Sean thanks for the review. This would be a left handed || short circuit, so
wouldn’t we want always true to be first?

> kvm_read_cr4_bits() is more expensive then we should address that issue, not
> try to micro-optimize this stuff.  X86_CR4_PKE can't be guest-owned, and so
> kvm_read_cr4_bits() should be optimized down to:
> 
> 	return vcpu->arch.cr4 & X86_CR4_PKE;

Ok good tip, thank you. I’ll dig into that a bit more and see what I can find. To be
fair, kvm_read_cr4_bits isn’t super expensive, it’s just more expensive than the
code I proposed. That said, I’ll see what I can do to simplify this.

> 
> If the compiler isn't smart enough to do that on its own then we should rework
> kvm_read_cr4_bits() as that will benefit multiple code paths.
> 
>>    For kvm_load_guest_xsave_state, hoist arch.pkru != host_pkru ahead
>>    one position. When instrumented, I saw this be true roughly ~70% of
>>    the time vs the other conditions which were almost always true.
>>    With this change, we will avoid 3rd condition check ~30% of the time.
> 
> If the guest uses PKRU...  If PKRU is used by the host but not the guest, the
> early comparison is pure overhead because it will almost always be true (guest
> will be zero, host will non-zero), 

In a multi tenant environment with a variety of hosts and customer controlled
guests, we’ve seen this be a mixed bag. I’d be ok moving this back to the way
it is currently, I can do that on the next revision to simplify this.

> 
>> 2. Wrap PKU sections with CONFIG_X86_INTEL_MEMORY_PROTECTION_KEYS,
>>    as if the user compiles out this feature, we should not have
>>    these branches at all.
> 
> Not that it really matters, since static_cpu_has() will patch out all the branches,
> and in practice who cares about a JMP or NOP(s)?  But...

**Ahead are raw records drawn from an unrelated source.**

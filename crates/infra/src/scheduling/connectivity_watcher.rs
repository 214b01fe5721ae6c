//! Connectivity watcher
//!
//! Polls a [`ConnectivityProbe`] and feeds every result into
//! [`OfflineSyncService::set_online`]. This is the fallback for hosts that
//! have no native online/offline events. An online edge awaits the drain it
//! triggers before the next poll, so a slow drain delays polling instead of
//! stacking up.
//!
//! # Example
//!
//! ```no_run
//! use std::sync::Arc;
//! use std::time::Duration;
//!
//! use carebridge_core::OfflineSyncService;
//! use carebridge_infra::http::HttpConnectivityProbe;
//! use carebridge_infra::scheduling::{ConnectivityWatcher, ConnectivityWatcherConfig};
//!
//! # async fn example(
//! #     service: Arc<OfflineSyncService>,
//! # ) -> Result<(), Box<dyn std::error::Error>> {
//! let probe = HttpConnectivityProbe::new(
//!     "https://crm.example.com/api",
//!     "/health",
//!     Duration::from_secs(5),
//! )?;
//! let mut watcher = ConnectivityWatcher::new(
//!     service,
//!     Arc::new(probe),
//!     ConnectivityWatcherConfig { poll_interval: Duration::from_secs(30), ..Default::default() },
//! );
//!
//! watcher.start()?;
//! // ... application runs ...
//! watcher.stop().await?;
//! # Ok(())
//! # }
//! ```

use std::sync::Arc;
use std::time::Duration;

use carebridge_core::{ConnectivityProbe, OfflineSyncService};
use tokio::task::JoinHandle;
use tokio::time::MissedTickBehavior;
use tokio_util::sync::CancellationToken;
use tracing::{debug, info, instrument, warn};

use super::error::{SchedulerError, SchedulerResult};

/// Configuration for the connectivity watcher.
#[derive(Debug, Clone)]
pub struct ConnectivityWatcherConfig {
    /// Interval between probes; the first probe runs immediately
    pub poll_interval: Duration,
    /// Join timeout when stopping
    pub join_timeout: Duration,
}

impl Default for ConnectivityWatcherConfig {
    fn default() -> Self {
        Self { poll_interval: Duration::from_secs(30), join_timeout: Duration::from_secs(5) }
    }
}

/// Polling connectivity worker with explicit lifecycle management.
pub struct ConnectivityWatcher {
    service: Arc<OfflineSyncService>,
    probe: Arc<dyn ConnectivityProbe>,
    config: ConnectivityWatcherConfig,
    cancellation: CancellationToken,
    task_handle: Option<JoinHandle<()>>,
}

impl ConnectivityWatcher {
    pub fn new(
        service: Arc<OfflineSyncService>,
        probe: Arc<dyn ConnectivityProbe>,
        config: ConnectivityWatcherConfig,
    ) -> Self {
        Self {
            service,
            probe,
            config,
            cancellation: CancellationToken::new(),
            task_handle: None,
        }
    }

    /// Spawn the polling task on the current Tokio runtime.
    ///
    /// # Errors
    /// Returns [`SchedulerError::AlreadyRunning`] if the task is active.
    #[instrument(skip(self))]
    pub fn start(&mut self) -> SchedulerResult<()> {
        if self.is_running() {
            return Err(SchedulerError::AlreadyRunning);
        }

        self.cancellation = CancellationToken::new();

        let service = Arc::clone(&self.service);
        let probe = Arc::clone(&self.probe);
        let poll_interval = self.config.poll_interval;
        let cancel = self.cancellation.clone();

        let handle = tokio::spawn(async move {
            Self::poll_loop(service, probe, poll_interval, cancel).await;
        });

        self.task_handle = Some(handle);
        info!(poll_interval_ms = poll_interval.as_millis() as u64, "Connectivity watcher started");
        Ok(())
    }

    /// Stop the watcher and wait for the polling task to finish.
    ///
    /// # Errors
    /// Returns [`SchedulerError::NotRunning`] if the watcher was never
    /// started, or a join error if the task panicked or did not finish in
    /// time.
    #[instrument(skip(self))]
    pub async fn stop(&mut self) -> SchedulerResult<()> {
        let Some(handle) = self.task_handle.take() else {
            return Err(SchedulerError::NotRunning);
        };

        self.cancellation.cancel();

        let join_timeout = self.config.join_timeout;
        match tokio::time::timeout(join_timeout, handle).await {
            Ok(Ok(())) => {}
            Ok(Err(e)) => {
                warn!("Watcher task panicked: {}", e);
                return Err(SchedulerError::TaskJoinFailed(e.to_string()));
            }
            Err(_) => {
                warn!("Watcher task did not complete within timeout");
                return Err(SchedulerError::Timeout { millis: join_timeout.as_millis() as u64 });
            }
        }

        info!("Connectivity watcher stopped");
        Ok(())
    }

    pub fn is_running(&self) -> bool {
        self.task_handle.is_some()
    }

    async fn poll_loop(
        service: Arc<OfflineSyncService>,
        probe: Arc<dyn ConnectivityProbe>,
        poll_interval: Duration,
        cancel: CancellationToken,
    ) {
        let mut ticker = tokio::time::interval(poll_interval);
        ticker.set_missed_tick_behavior(MissedTickBehavior::Delay);

        loop {
            tokio::select! {
                _ = cancel.cancelled() => {
                    debug!("Connectivity watcher loop cancelled");
                    break;
                }
                _ = ticker.tick() => {
                    let online = tokio::select! {
                        _ = cancel.cancelled() => break,
                        online = probe.check() => online,
                    };
                    if let Some(edge) = service.set_online(online).await {
                        info!(?edge, "Connectivity changed");
                    }
                }
            }
        }
    }
}

impl Drop for ConnectivityWatcher {
    fn drop(&mut self) {
        self.cancellation.cancel();
    }
}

The reason I’ve been pursuing this is that the guest+host xsave adds up to
a bit over ~1% as measured by perf top in an exit heavy workload. This is 
the first in a few patch we’ve drummed up to to get it back towards zero. 
I’ll send the rest out next week.

> 
> #ifdeffery is the wrong way to handle this.  Replace static_cpu_has() with
> cpu_feature_enabled(); that'll boil down to a '0' and omit all the code when
> CONFIG_X86_INTEL_MEMORY_PROTECTION_KEYS=n, without the #ifdef ugliness.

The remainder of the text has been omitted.